Build an Actionable Budget
Your first step is to create a monthly budget for your household, but you must ensure it’s a budget you can live by month to month. This means comparing your total income to your total monthly bills to ensure you can meet all of your expenses. You should also have a minimum of 10% left over each month as disposable income. This money should be devoted to paying off your debts one at a time. As one debt is paid off, that money can be directed towards another debt and so on until all of your debt has been eliminated.
Improve Your Credit Score
As you adjust to your new budget, it’s important to avoid miscalculating. You’ll need to pay all of your bills on time to ensure your credit rating will continue to improve. Even one late payment to a utility service can lead to a hit on your credit report that will cause your score to plummet.
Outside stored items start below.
use chrono::{DateTime, Duration, Utc};
use futures::future::join_all;
use std::sync::Arc;
use tracing::{debug, info, warn};

use crate::models::asset::{AssetCandidate, AssetDetail};
use crate::models::portfolio::Portfolio;
use crate::models::price::PriceTable;
use crate::models::settings::Fiat;
use crate::providers::traits::MarketDataProvider;

/// Asset priced in both currencies to derive the EUR/USD cross rate.
pub const FX_REFERENCE_ASSET: &str = "bitcoin";

/// Queries shorter than this (after trimming) are not sent upstream.
pub const MIN_SEARCH_QUERY_LEN: usize = 2;

/// Detail data older than this is refetched on the next cycle.
pub const DEFAULT_DETAIL_MAX_AGE_HOURS: i64 = 6;

/// What one sync cycle did.
#[derive(Debug, Clone, Default, PartialEq, Eq)]
pub struct SyncReport {
    /// Holdings in the portfolio at the start of the cycle
    pub holdings: usize,
    /// Holdings that received a price this cycle
    pub priced: usize,
    /// Holdings whose detail data was refreshed
    pub details_refreshed: usize,
    /// Detail requests that failed (prior values kept)
    pub details_failed: usize,
    /// Requests sent upstream
    pub network_calls: usize,
}

/// Keeps each holding's market fields fresh.
///
/// One cycle is one bulk price request for every held asset, followed by
/// per-asset detail requests for holdings whose detail data is stale.
/// Every upstream failure degrades to "keep the previous value"; nothing here
/// returns an error, and the next cycle is the retry.
pub struct PriceSyncService {
    provider: Arc<dyn MarketDataProvider>,
    detail_max_age: Duration,
}

impl PriceSyncService {
    pub fn new(provider: Arc<dyn MarketDataProvider>) -> Self {
        Self {
            provider,
            detail_max_age: Duration::hours(DEFAULT_DETAIL_MAX_AGE_HOURS),
        }
    }

    /// Override the staleness threshold for detail data.
    pub fn with_detail_max_age(mut self, max_age: Duration) -> Self {
        self.detail_max_age = max_age;
        self
    }

    pub fn detail_max_age(&self) -> Duration {
        self.detail_max_age
    }

    pub fn provider_name(&self) -> &str {
        self.provider.name()
    }

    /// Refresh prices (and stale details) for every holding in place.
    ///
    /// 1. Empty portfolio → no requests.
    /// 2. One bulk request for all ids in the reference currency.
    /// 3. Merge prices; missing entries keep the previous price.
    /// 4. Detail requests for stale holdings, concurrently, after the bulk
    ///    request has finished. Each result is applied by id.
    ///
    /// Persisting and rendering are the caller's job.
    pub async fn sync_all(&self, portfolio: &mut Portfolio, now: DateTime<Utc>) -> SyncReport {
        let mut report = SyncReport {
            holdings: portfolio.items.len(),
            ..SyncReport::default()
        };

        if portfolio.is_empty() {
            debug!("No holdings, skipping price sync");
            return report;
        }

        let fiat = portfolio.settings.fiat;
        let ids = portfolio.ids();

        report.network_calls += 1;
        let table = match self.provider.get_prices(&ids, &[fiat]).await {
            Ok(table) => table,
            Err(e) => {
                warn!(provider = self.provider.name(), error = %e, "Bulk price request failed, keeping previous prices");
                PriceTable::new()
            }
        };

        for holding in &mut portfolio.items {
            let quote = table.quote(&holding.id, fiat);
            if quote.price.is_some() {
                report.priced += 1;
            }
            holding.apply_quote(&quote);
        }

        let stale: Vec<String> = portfolio
            .items
            .iter()
            .filter(|h| h.needs_detail_refresh(now, self.detail_max_age))
            .map(|h| h.id.clone())
            .collect();

        if !stale.is_empty() {
            debug!(count = stale.len(), "Refreshing stale asset details");
            report.network_calls += stale.len();

            let results = join_all(stale.iter().map(|id| async move {
                (id.as_str(), self.fetch_asset_detail(id).await)
            }))
            .await;

            for (id, detail) in results {
                match (detail, portfolio.find_mut(id)) {
                    (Some(detail), Some(holding)) => {
                        holding.apply_detail(&detail, now);
                        report.details_refreshed += 1;
                    }
                    (None, _) => report.details_failed += 1,
                    (Some(_), None) => {}
                }
            }
        }

        info!(
            holdings = report.holdings,
            priced = report.priced,
            details = report.details_refreshed,
            failed = report.details_failed,
            "Price sync finished"
        );
        report
    }

    /// Search the provider for assets. Empty on short queries and on any failure.
    pub async fn search_assets(&self, query: &str) -> Vec<AssetCandidate> {
        let query = query.trim();
        if query.chars().count() < MIN_SEARCH_QUERY_LEN {
            return Vec::new();
        }
        match self.provider.search(query).await {
            Ok(candidates) => candidates,
            Err(e) => {
                warn!(provider = self.provider.name(), error = %e, "Asset search failed");
                Vec::new()
            }
        }
    }

    /// Detail data for one asset, or `None` on any failure.
    /// Callers must keep prior values when this returns `None`.
    pub async fn fetch_asset_detail(&self, id: &str) -> Option<AssetDetail> {
        match self.provider.get_asset_detail(id).await {
            Ok(detail) => Some(detail),
            Err(e) => {
                warn!(provider = self.provider.name(), id, error = %e, "Asset detail request failed");
                None
            }
        }
    }

    /// Cross rate such that `1 base = rate quote`, derived from the reference
    /// asset's price in both currencies. `None` if either price is missing.
    pub async fn fetch_exchange_rate(&self, base: Fiat, quote: Fiat) -> Option<f64> {
        if base == quote {
            return Some(1.0);
        }

        let ids = [FX_REFERENCE_ASSET.to_string()];
        let table = match self.provider.get_prices(&ids, &[base, quote]).await {
            Ok(table) => table,
            Err(e) => {
                warn!(provider = self.provider.name(), error = %e, "Exchange rate request failed");
                return None;
            }
        };

        let base_price = table.price(FX_REFERENCE_ASSET, base).filter(|p| *p > 0.0)?;
        let quote_price = table.price(FX_REFERENCE_ASSET, quote).filter(|p| *p > 0.0)?;
        let rate = quote_price / base_price;
        debug!(%base, %quote, rate, "Derived exchange rate");
        Some(rate)
    }
}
Making your payments on time and reducing your income to debt ratio by paying off your debts can help you build up a good rating.
Prepare For Your Future
Once you pay off your debts, you’ll have a larger amount of disposable cash, but don’t assume this is money you can spend hastily every month. Instead, it should be divided up between a high interest savings account and a retirement account. The savings account will help you prepare for household emergencies, unexpected medical care, and other financial emergencies. You can also use it for big ticket purchases rather than charging those purchases to your credit cards. Your retirement account will help you prepare for your future, providing you with resources to manage future medical care needs as well as helping you plan for your retirement years.
Even if you choose not to take a personal finance course, you can use these methods for developing a good financial profile for yourself. As you follow these practices, you’ll find that your improved standing will open up new possibilities to you. Lower interest rates, greater availability of credit, and the potential for a future of financial freedom all await when you make smarter money moves.